>>>

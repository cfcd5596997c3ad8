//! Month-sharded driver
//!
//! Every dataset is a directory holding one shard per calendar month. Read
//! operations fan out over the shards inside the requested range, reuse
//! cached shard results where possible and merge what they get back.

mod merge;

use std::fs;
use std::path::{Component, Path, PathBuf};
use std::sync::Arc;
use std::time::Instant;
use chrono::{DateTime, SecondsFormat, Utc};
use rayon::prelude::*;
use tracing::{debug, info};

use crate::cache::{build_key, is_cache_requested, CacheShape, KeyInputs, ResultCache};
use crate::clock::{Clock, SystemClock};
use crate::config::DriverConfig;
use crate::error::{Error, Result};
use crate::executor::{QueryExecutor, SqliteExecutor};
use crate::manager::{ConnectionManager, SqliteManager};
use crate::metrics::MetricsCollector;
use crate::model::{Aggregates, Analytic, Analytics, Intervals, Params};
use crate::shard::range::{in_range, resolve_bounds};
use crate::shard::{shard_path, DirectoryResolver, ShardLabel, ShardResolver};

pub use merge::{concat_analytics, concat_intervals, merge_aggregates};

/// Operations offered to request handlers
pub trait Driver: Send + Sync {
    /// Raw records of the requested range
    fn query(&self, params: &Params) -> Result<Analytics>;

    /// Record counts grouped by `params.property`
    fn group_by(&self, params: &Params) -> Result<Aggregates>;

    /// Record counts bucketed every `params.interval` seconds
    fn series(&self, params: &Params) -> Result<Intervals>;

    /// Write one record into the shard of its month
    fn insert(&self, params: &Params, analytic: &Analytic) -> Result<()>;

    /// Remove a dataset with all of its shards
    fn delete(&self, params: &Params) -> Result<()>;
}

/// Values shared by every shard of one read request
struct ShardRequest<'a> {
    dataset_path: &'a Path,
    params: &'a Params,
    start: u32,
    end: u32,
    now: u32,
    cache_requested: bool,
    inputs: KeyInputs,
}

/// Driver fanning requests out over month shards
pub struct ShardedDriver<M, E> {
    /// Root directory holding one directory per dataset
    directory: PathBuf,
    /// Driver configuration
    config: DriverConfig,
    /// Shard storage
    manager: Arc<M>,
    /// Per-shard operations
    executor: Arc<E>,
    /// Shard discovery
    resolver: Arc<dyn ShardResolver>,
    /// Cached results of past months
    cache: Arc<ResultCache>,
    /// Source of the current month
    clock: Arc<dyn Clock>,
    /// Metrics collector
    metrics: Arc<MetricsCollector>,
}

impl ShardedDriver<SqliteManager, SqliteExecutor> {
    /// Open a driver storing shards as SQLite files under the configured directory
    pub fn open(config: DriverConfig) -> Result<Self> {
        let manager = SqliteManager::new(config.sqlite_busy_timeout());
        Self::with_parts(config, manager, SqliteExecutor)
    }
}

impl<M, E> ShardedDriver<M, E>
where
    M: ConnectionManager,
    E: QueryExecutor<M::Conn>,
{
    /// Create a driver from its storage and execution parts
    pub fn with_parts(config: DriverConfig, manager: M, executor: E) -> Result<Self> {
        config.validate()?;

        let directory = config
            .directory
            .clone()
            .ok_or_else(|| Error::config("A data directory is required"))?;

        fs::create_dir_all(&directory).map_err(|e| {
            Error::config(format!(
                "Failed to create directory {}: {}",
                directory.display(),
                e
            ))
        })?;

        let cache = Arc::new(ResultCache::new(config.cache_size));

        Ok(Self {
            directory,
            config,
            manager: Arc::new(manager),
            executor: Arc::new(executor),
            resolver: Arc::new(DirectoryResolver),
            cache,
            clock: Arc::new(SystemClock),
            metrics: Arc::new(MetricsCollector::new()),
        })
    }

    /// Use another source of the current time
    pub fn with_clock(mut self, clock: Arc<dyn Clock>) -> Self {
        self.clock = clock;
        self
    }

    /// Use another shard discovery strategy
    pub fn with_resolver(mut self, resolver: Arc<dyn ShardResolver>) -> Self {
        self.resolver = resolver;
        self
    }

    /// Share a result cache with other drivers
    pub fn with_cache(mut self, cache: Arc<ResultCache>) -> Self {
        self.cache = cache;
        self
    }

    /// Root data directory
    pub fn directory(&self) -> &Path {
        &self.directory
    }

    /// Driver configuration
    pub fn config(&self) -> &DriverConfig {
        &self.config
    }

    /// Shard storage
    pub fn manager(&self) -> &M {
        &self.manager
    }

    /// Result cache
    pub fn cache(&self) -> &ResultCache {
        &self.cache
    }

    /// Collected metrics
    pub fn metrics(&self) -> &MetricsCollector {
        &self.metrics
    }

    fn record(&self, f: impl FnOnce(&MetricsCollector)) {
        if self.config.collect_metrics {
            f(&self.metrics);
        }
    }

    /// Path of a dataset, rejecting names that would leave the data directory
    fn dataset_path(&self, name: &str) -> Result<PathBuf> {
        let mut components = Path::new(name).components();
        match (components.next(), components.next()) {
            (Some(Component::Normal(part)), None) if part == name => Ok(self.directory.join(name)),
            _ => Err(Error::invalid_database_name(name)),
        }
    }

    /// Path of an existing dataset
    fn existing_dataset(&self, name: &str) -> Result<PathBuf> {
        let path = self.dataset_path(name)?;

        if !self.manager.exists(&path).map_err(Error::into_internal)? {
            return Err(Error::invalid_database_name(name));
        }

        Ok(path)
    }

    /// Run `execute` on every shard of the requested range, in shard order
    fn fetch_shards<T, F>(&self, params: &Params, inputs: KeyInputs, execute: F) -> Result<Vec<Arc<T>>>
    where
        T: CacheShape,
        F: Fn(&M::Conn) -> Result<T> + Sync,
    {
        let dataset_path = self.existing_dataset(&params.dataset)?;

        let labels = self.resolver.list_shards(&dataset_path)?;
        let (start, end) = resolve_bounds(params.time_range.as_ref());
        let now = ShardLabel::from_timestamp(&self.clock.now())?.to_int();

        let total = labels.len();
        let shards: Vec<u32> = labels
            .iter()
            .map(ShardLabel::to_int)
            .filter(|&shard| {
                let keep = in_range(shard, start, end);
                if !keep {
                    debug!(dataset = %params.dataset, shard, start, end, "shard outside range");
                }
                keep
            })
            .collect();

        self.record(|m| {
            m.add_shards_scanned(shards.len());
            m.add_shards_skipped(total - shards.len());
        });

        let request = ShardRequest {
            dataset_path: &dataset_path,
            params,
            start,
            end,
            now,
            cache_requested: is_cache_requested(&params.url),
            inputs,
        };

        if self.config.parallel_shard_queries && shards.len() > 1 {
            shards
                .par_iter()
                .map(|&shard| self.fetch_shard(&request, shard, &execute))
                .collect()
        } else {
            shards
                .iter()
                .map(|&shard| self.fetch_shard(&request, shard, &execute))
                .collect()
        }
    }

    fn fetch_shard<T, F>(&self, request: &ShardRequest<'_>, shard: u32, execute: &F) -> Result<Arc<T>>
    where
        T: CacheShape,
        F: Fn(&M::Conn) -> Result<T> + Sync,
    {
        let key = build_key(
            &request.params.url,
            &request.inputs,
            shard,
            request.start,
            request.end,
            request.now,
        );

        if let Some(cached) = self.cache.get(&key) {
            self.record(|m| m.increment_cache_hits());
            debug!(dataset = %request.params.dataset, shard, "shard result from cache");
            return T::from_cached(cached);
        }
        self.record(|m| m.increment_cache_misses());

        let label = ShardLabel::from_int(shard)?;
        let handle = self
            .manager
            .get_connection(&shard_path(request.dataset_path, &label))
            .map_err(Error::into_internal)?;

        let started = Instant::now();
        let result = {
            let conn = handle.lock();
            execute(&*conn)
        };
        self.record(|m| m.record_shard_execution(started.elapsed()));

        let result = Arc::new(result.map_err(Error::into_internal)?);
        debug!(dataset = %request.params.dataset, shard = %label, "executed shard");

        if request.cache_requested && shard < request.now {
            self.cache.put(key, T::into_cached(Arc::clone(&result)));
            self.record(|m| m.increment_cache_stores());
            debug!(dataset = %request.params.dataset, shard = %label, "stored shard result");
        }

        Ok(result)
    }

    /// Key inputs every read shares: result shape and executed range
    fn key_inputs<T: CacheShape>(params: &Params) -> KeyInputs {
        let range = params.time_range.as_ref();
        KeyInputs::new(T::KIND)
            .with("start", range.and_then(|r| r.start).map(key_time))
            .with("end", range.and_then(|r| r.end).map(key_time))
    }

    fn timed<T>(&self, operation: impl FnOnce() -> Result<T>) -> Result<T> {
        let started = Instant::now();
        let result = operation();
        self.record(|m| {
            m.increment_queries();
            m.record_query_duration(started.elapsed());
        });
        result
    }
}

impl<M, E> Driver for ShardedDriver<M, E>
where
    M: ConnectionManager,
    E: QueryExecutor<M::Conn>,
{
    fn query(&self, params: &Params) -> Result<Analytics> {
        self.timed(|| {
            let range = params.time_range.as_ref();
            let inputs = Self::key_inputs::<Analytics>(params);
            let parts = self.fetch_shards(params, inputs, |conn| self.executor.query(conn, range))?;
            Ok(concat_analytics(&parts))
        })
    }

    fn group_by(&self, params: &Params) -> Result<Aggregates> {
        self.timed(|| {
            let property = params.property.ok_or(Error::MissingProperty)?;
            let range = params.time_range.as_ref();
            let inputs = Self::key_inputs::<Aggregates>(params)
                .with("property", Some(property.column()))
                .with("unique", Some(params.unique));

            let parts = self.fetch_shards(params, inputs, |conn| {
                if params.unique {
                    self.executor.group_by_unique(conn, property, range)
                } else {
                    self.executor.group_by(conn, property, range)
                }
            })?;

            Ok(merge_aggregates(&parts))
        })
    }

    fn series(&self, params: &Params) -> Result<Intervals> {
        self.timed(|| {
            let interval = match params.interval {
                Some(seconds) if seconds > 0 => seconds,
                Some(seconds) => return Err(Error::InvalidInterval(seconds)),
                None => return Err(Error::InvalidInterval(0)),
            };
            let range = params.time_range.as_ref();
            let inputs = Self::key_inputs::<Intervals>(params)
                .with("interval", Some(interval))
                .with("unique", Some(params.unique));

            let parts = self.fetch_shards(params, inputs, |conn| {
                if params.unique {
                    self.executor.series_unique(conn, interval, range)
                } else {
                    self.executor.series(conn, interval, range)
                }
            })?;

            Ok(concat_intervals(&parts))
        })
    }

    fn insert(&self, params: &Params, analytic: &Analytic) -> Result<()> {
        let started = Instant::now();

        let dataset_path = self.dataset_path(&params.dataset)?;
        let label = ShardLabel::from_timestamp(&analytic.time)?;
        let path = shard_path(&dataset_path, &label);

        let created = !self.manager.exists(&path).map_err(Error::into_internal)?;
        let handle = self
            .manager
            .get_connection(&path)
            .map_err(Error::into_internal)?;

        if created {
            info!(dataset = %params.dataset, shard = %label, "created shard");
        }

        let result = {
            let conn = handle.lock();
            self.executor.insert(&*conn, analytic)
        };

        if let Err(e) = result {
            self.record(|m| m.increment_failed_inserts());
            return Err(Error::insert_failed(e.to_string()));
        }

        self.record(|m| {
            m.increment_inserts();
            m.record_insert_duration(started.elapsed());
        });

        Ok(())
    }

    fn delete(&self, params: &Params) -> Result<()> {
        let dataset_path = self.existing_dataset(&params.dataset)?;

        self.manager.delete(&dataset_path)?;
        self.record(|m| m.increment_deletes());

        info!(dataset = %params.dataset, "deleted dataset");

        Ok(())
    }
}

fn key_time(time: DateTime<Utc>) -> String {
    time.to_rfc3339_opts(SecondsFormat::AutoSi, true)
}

<<<
>>>

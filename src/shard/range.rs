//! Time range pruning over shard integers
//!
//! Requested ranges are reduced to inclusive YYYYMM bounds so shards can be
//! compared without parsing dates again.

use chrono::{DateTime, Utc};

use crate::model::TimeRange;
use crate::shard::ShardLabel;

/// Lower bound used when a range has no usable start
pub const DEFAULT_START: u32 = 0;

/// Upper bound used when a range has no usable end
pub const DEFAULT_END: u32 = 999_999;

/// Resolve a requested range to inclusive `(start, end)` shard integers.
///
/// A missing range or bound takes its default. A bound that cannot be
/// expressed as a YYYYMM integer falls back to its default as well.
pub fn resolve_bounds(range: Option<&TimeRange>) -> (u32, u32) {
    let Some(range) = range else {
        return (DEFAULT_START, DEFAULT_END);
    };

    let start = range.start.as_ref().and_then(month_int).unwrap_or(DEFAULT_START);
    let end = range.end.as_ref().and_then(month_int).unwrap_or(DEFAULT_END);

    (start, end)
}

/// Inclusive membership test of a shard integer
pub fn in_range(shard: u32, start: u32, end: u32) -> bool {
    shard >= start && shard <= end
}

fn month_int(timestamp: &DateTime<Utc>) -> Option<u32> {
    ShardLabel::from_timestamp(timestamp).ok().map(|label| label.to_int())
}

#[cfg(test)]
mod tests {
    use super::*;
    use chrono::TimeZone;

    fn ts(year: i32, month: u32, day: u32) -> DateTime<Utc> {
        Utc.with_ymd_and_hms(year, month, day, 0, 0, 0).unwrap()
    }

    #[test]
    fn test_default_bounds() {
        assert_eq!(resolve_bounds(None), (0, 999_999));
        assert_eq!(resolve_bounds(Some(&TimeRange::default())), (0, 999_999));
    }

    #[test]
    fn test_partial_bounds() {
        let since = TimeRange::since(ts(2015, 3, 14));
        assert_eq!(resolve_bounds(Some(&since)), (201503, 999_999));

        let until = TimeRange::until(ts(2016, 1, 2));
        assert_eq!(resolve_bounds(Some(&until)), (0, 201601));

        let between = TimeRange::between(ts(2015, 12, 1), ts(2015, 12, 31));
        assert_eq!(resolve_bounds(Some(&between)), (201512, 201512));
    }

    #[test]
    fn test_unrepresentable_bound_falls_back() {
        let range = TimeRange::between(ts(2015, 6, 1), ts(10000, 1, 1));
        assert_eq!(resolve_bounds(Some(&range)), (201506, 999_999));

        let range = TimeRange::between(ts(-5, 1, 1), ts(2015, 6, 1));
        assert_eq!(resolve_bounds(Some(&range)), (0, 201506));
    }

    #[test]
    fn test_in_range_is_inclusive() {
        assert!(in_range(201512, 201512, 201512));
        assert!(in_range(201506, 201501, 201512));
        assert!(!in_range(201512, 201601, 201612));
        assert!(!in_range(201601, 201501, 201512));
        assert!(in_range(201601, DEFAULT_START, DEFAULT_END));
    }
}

<<<

Problem details — From the records above, give again exactly the lines running from the line with "repository cfcd5596997c3ad8" to the line with "Record counts grouped", inclusive.

Exercise response —
repository cfcd5596997c3ad8
//! Month-sharded driver
//!
//! Every dataset is a directory holding one shard per calendar month. Read
//! operations fan out over the shards inside the requested range, reuse
//! cached shard results where possible and merge what they get back.

mod merge;

use std::fs;
use std::path::{Component, Path, PathBuf};
use std::sync::Arc;
use std::time::Instant;
use chrono::{DateTime, SecondsFormat, Utc};
use rayon::prelude::*;
use tracing::{debug, info};

use crate::cache::{build_key, is_cache_requested, CacheShape, KeyInputs, ResultCache};
use crate::clock::{Clock, SystemClock};
use crate::config::DriverConfig;
use crate::error::{Error, Result};
use crate::executor::{QueryExecutor, SqliteExecutor};
use crate::manager::{ConnectionManager, SqliteManager};
use crate::metrics::MetricsCollector;
use crate::model::{Aggregates, Analytic, Analytics, Intervals, Params};
use crate::shard::range::{in_range, resolve_bounds};
use crate::shard::{shard_path, DirectoryResolver, ShardLabel, ShardResolver};

pub use merge::{concat_analytics, concat_intervals, merge_aggregates};

/// Operations offered to request handlers
pub trait Driver: Send + Sync {
    /// Raw records of the requested range
    fn query(&self, params: &Params) -> Result<Analytics>;

    /// Record counts grouped by `params.property`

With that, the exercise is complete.